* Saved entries
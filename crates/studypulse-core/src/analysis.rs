//! The analysis pipeline.
//!
//! `record -> features -> models -> sanitize -> score -> advice`. Each call
//! is independent; the analyzer holds only configuration.

use chrono::{DateTime, Utc};
use serde::{Deserialize, Serialize};
use tracing::{debug, warn};

use crate::advice::{generate_advice, Advice};
use crate::burnout::{BurnoutAssessment, BurnoutScorer};
use crate::config::{Config, ProbabilityConfig};
use crate::error::ModelError;
use crate::features::{FeatureDeriver, FeatureRow};
use crate::model::{BurnoutClassifier, PerformanceModel};
use crate::record::DailyStudyRecord;
use crate::sanitize::sanitize;

/// Rule-based part of an analysis, available without models.
#[derive(Debug, Clone, PartialEq, Serialize, Deserialize)]
pub struct RuleAssessment {
    pub features: FeatureRow,
    pub burnout: BurnoutAssessment,
    pub advice: Advice,
}

/// Full analysis output.
#[derive(Debug, Clone, PartialEq, Serialize, Deserialize)]
pub struct AnalysisReport {
    pub features: FeatureRow,
    /// Regressor output, 0-100 scale
    pub performance_score: f64,
    /// Classifier output after the display clamp
    pub burnout_probability: f64,
    /// Classifier output before the display clamp
    pub raw_burnout_probability: f64,
    pub burnout: BurnoutAssessment,
    pub advice: Advice,
    pub analyzed_at: DateTime<Utc>,
}

impl AnalysisReport {
    pub fn record(&self) -> &DailyStudyRecord {
        &self.features.record
    }
}

/// Runs the pipeline for single records.
#[derive(Debug, Clone, Default)]
pub struct Analyzer {
    deriver: FeatureDeriver,
    scorer: BurnoutScorer,
    probability: ProbabilityConfig,
}

impl Analyzer {
    pub fn new() -> Self {
        Self::default()
    }

    pub fn from_config(config: &Config) -> Self {
        Self {
            deriver: FeatureDeriver::with_config(config.features.clone()),
            scorer: BurnoutScorer::with_config(config.burnout),
            probability: config.probability,
        }
    }

    /// Features, burnout score and advice without invoking models.
    pub fn assess(&self, record: &DailyStudyRecord) -> RuleAssessment {
        let features = self.deriver.derive(record);
        let burnout = self.scorer.score(&sanitize(record));
        let advice = generate_advice(burnout.level, record);
        RuleAssessment {
            features,
            burnout,
            advice,
        }
    }

    /// Run the full pipeline with both models.
    ///
    /// # Errors
    ///
    /// Returns the first model error; no partial report is produced.
    pub fn analyze(
        &self,
        record: &DailyStudyRecord,
        performance: &dyn PerformanceModel,
        classifier: &dyn BurnoutClassifier,
    ) -> Result<AnalysisReport, ModelError> {
        let RuleAssessment {
            features,
            burnout,
            advice,
        } = self.assess(record);

        let performance_score = performance.predict(&features)?;
        let raw_burnout_probability = classifier.predict_proba(&features)?;
        if !performance_score.is_finite() {
            return Err(ModelError::NonFiniteOutput {
                model: performance.name().to_string(),
            });
        }
        if !raw_burnout_probability.is_finite() {
            return Err(ModelError::NonFiniteOutput {
                model: classifier.name().to_string(),
            });
        }

        let burnout_probability = self.probability.apply(raw_burnout_probability);
        if burnout_probability != raw_burnout_probability {
            warn!(
                raw = raw_burnout_probability,
                shown = burnout_probability,
                "burnout probability clamped for display"
            );
        }

        debug!(
            performance = performance_score,
            probability = burnout_probability,
            score = burnout.raw_score,
            "analysis complete"
        );

        Ok(AnalysisReport {
            features,
            performance_score,
            burnout_probability,
            raw_burnout_probability,
            burnout,
            advice,
            analyzed_at: Utc::now(),
        })
    }
}
//! Threshold-based advice.
//!
//! Each burnout level selects a branch of fixed and conditional tips. The
//! conditions look at the unsanitized record, so advice reflects what the
//! user actually entered.

use serde::{Deserialize, Serialize};

use crate::burnout::BurnoutLevel;
use crate::record::DailyStudyRecord;

pub const LOW_AFFIRMATION: &str = "✅ Your burnout risk is low today.";
pub const LOW_SLEEP_TIP: &str = "🛌 Getting a bit more sleep could further improve focus.";
pub const LOW_SCREEN_TIP: &str = "📵 Slightly reducing screen time may help maintain energy.";
pub const LOW_CLOSING: &str = "👍 Keep maintaining a healthy balance.";

pub const MODERATE_NOTICE: &str =
    "🟡 You may be starting to feel some mental or physical strain.";
pub const MODERATE_SLEEP_TIP: &str =
    "😴 Your sleep is on the lower side. Prioritizing rest can help.";
pub const MODERATE_STUDY_TIP: &str =
    "📖 Consider slightly reducing study hours or improving breaks.";
pub const MODERATE_SCREEN_TIP: &str = "📵 Reducing screen time at night may improve recovery.";
pub const MODERATE_CLOSING: &str = "🔍 Small adjustments now can prevent burnout later.";

pub const HIGH_NOTICE: &str = "🚨 High burnout risk detected.";
pub const SEVERE_SLEEP_TIP: &str = "😴 Severe sleep deprivation detected.";
pub const HEAVY_WORKLOAD_TIP: &str = "📚 Very high workload detected.";
pub const HIGH_CLOSING: &str = "🧠 Strongly recommend taking rest or reducing workload.";

/// Advice for one analysis.
#[derive(Debug, Clone, PartialEq, Serialize, Deserialize)]
pub struct Advice {
    pub level: BurnoutLevel,
    /// `🔥 Burnout Level: <level>`
    pub headline: String,
    /// Ordered tips
    pub tips: Vec<String>,
}

impl Advice {
    /// Headline followed by tips, as displayed.
    pub fn lines(&self) -> impl Iterator<Item = &str> {
        std::iter::once(self.headline.as_str()).chain(self.tips.iter().map(String::as_str))
    }
}

/// Build advice for a level and the raw record.
pub fn generate_advice(level: BurnoutLevel, record: &DailyStudyRecord) -> Advice {
    let mut tips: Vec<&str> = Vec::new();

    match level {
        BurnoutLevel::Low => {
            tips.push(LOW_AFFIRMATION);
            if record.sleep_hours < 7.0 {
                tips.push(LOW_SLEEP_TIP);
            }
            if record.screen_time > 6.0 {
                tips.push(LOW_SCREEN_TIP);
            }
            tips.push(LOW_CLOSING);
        }
        BurnoutLevel::Moderate => {
            tips.push(MODERATE_NOTICE);
            if record.sleep_hours < 6.0 {
                tips.push(MODERATE_SLEEP_TIP);
            }
            if record.study_hours > 6.0 {
                tips.push(MODERATE_STUDY_TIP);
            }
            if record.screen_time > 6.0 {
                tips.push(MODERATE_SCREEN_TIP);
            }
            tips.push(MODERATE_CLOSING);
        }
        BurnoutLevel::High | BurnoutLevel::VeryHigh => {
            tips.push(HIGH_NOTICE);
            if record.sleep_hours < 5.0 {
                tips.push(SEVERE_SLEEP_TIP);
            }
            if record.study_hours > 8.0 {
                tips.push(HEAVY_WORKLOAD_TIP);
            }
            tips.push(HIGH_CLOSING);
        }
    }

    Advice {
        level,
        headline: format!("🔥 Burnout Level: {level}"),
        tips: tips.into_iter().map(String::from).collect(),
    }
}
//! The daily study record and its form ranges.
//!
//! A [`DailyStudyRecord`] is the single transient input of one analysis. It
//! is built from loosely typed form values via [`FormInput::into_record`],
//! which clamps every field into its closed form range so that out-of-range
//! values cannot reach the pipeline.

use serde::{Deserialize, Serialize};

/// Closed range for a real-valued form field.
#[derive(Debug, Clone, Copy, PartialEq)]
pub struct RealRange {
    pub min: f64,
    pub max: f64,
}

impl RealRange {
    pub const fn new(min: f64, max: f64) -> Self {
        Self { min, max }
    }

    /// Clamp into the range. NaN maps to the lower bound.
    pub fn clamp(&self, value: f64) -> f64 {
        if value.is_nan() {
            return self.min;
        }
        value.clamp(self.min, self.max)
    }

    pub fn contains(&self, value: f64) -> bool {
        value >= self.min && value <= self.max
    }
}

/// Closed range for an integer form field.
#[derive(Debug, Clone, Copy, PartialEq, Eq)]
pub struct IntRange {
    pub min: i64,
    pub max: i64,
}

impl IntRange {
    pub const fn new(min: i64, max: i64) -> Self {
        Self { min, max }
    }

    pub fn clamp(&self, value: i64) -> i64 {
        value.clamp(self.min, self.max)
    }

    pub fn contains(&self, value: i64) -> bool {
        value >= self.min && value <= self.max
    }
}

/// Form ranges for each input field.
pub struct FormRanges;

impl FormRanges {
    pub const STUDY_HOURS: RealRange = RealRange::new(0.0, 10.0);
    pub const SLEEP_HOURS: RealRange = RealRange::new(1.0, 10.0);
    pub const BREAK_COUNT: IntRange = IntRange::new(0, 10);
    pub const AVG_BREAK_DURATION: IntRange = IntRange::new(5, 40);
    pub const SCREEN_TIME: RealRange = RealRange::new(0.0, 12.0);
    pub const DIFFICULTY_LEVEL: IntRange = IntRange::new(1, 5);
    pub const MOOD_SCORE: IntRange = IntRange::new(1, 5);
}

/// One day of self-reported study metrics.
///
/// Every field is within its [`FormRanges`] bound once constructed through
/// [`FormInput::into_record`] or [`DailyStudyRecord::default`].
#[derive(Debug, Clone, PartialEq, Serialize, Deserialize)]
pub struct DailyStudyRecord {
    /// Hours studied
    pub study_hours: f64,
    /// Hours slept
    pub sleep_hours: f64,
    /// Number of breaks taken
    pub break_count: u32,
    /// Average break length in minutes
    pub avg_break_duration: u32,
    /// Total screen time in hours
    pub screen_time: f64,
    /// 1 = easy, 5 = very hard
    pub difficulty_level: u8,
    /// Whether the day included revision
    pub revision_done: bool,
    /// 1 = very stressed, 5 = highly motivated
    pub mood_score: u8,
}

impl Default for DailyStudyRecord {
    fn default() -> Self {
        Self {
            study_hours: 4.0,
            sleep_hours: 7.0,
            break_count: 3,
            avg_break_duration: 10,
            screen_time: 4.0,
            difficulty_level: 3,
            revision_done: true,
            mood_score: 3,
        }
    }
}

impl DailyStudyRecord {
    /// `revision_done` as the 0/1 value models expect.
    pub fn revision_flag(&self) -> f64 {
        if self.revision_done {
            1.0
        } else {
            0.0
        }
    }

    /// True when every field lies within its form range.
    pub fn within_form_ranges(&self) -> bool {
        FormRanges::STUDY_HOURS.contains(self.study_hours)
            && FormRanges::SLEEP_HOURS.contains(self.sleep_hours)
            && FormRanges::BREAK_COUNT.contains(self.break_count as i64)
            && FormRanges::AVG_BREAK_DURATION.contains(self.avg_break_duration as i64)
            && FormRanges::SCREEN_TIME.contains(self.screen_time)
            && FormRanges::DIFFICULTY_LEVEL.contains(self.difficulty_level as i64)
            && FormRanges::MOOD_SCORE.contains(self.mood_score as i64)
    }
}

/// Unchecked form values as entered by a user.
#[derive(Debug, Clone, PartialEq, Serialize, Deserialize)]
pub struct FormInput {
    pub study_hours: f64,
    pub sleep_hours: f64,
    pub break_count: i64,
    pub avg_break_duration: i64,
    pub screen_time: f64,
    pub difficulty_level: i64,
    pub revision_done: bool,
    pub mood_score: i64,
}

impl Default for FormInput {
    fn default() -> Self {
        let record = DailyStudyRecord::default();
        Self {
            study_hours: record.study_hours,
            sleep_hours: record.sleep_hours,
            break_count: record.break_count as i64,
            avg_break_duration: record.avg_break_duration as i64,
            screen_time: record.screen_time,
            difficulty_level: record.difficulty_level as i64,
            revision_done: record.revision_done,
            mood_score: record.mood_score as i64,
        }
    }
}

impl FormInput {
    /// Clamp every field into its form range and build the record.
    pub fn into_record(self) -> DailyStudyRecord {
        DailyStudyRecord {
            study_hours: FormRanges::STUDY_HOURS.clamp(self.study_hours),
            sleep_hours: FormRanges::SLEEP_HOURS.clamp(self.sleep_hours),
            break_count: FormRanges::BREAK_COUNT.clamp(self.break_count) as u32,
            avg_break_duration: FormRanges::AVG_BREAK_DURATION.clamp(self.avg_break_duration)
                as u32,
            screen_time: FormRanges::SCREEN_TIME.clamp(self.screen_time),
            difficulty_level: FormRanges::DIFFICULTY_LEVEL.clamp(self.difficulty_level) as u8,
            revision_done: self.revision_done,
            mood_score: FormRanges::MOOD_SCORE.clamp(self.mood_score) as u8,
        }
    }
}

/// A duration shown as whole hours plus minutes in 10-minute steps.
#[derive(Debug, Clone, Copy, PartialEq, Eq, Serialize, Deserialize)]
pub struct HoursMinutes {
    pub hours: u32,
    pub minutes: u32,
}

impl HoursMinutes {
    pub const MINUTE_STEP: u32 = 10;

    /// Split decimal hours, rounding the minutes to the nearest 10-minute
    /// step. A rounded value of 60 minutes carries into the hour.
    pub fn from_hours(hours: f64) -> Self {
        let hours = if hours.is_finite() { hours.max(0.0) } else { 0.0 };
        let whole = hours.trunc();
        let step = Self::MINUTE_STEP as f64;
        let mut h = whole as u32;
        let mut m = (((hours - whole) * 60.0 / step).round() * step) as u32;
        if m >= 60 {
            h += 1;
            m -= 60;
        }
        Self { hours: h, minutes: m }
    }

    /// Combine hours and minutes back to decimal hours. Minutes are snapped
    /// down to the 10-minute grid and capped at 50.
    pub fn to_hours(self) -> f64 {
        let m = (self.minutes.min(50) / Self::MINUTE_STEP) * Self::MINUTE_STEP;
        self.hours as f64 + m as f64 / 60.0
    }
}

impl std::fmt::Display for HoursMinutes {
    fn fmt(&self, f: &mut std::fmt::Formatter<'_>) -> std::fmt::Result {
        write!(f, "{}h {}m", self.hours, self.minutes)
    }
}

* Description of the task
Report each line above that includes the string "Copy".

* Solution to the exercise
#[derive(Debug, Clone, Copy, PartialEq)]
#[derive(Debug, Clone, Copy, PartialEq, Eq)]
#[derive(Debug, Clone, Copy, PartialEq, Eq, Serialize, Deserialize)]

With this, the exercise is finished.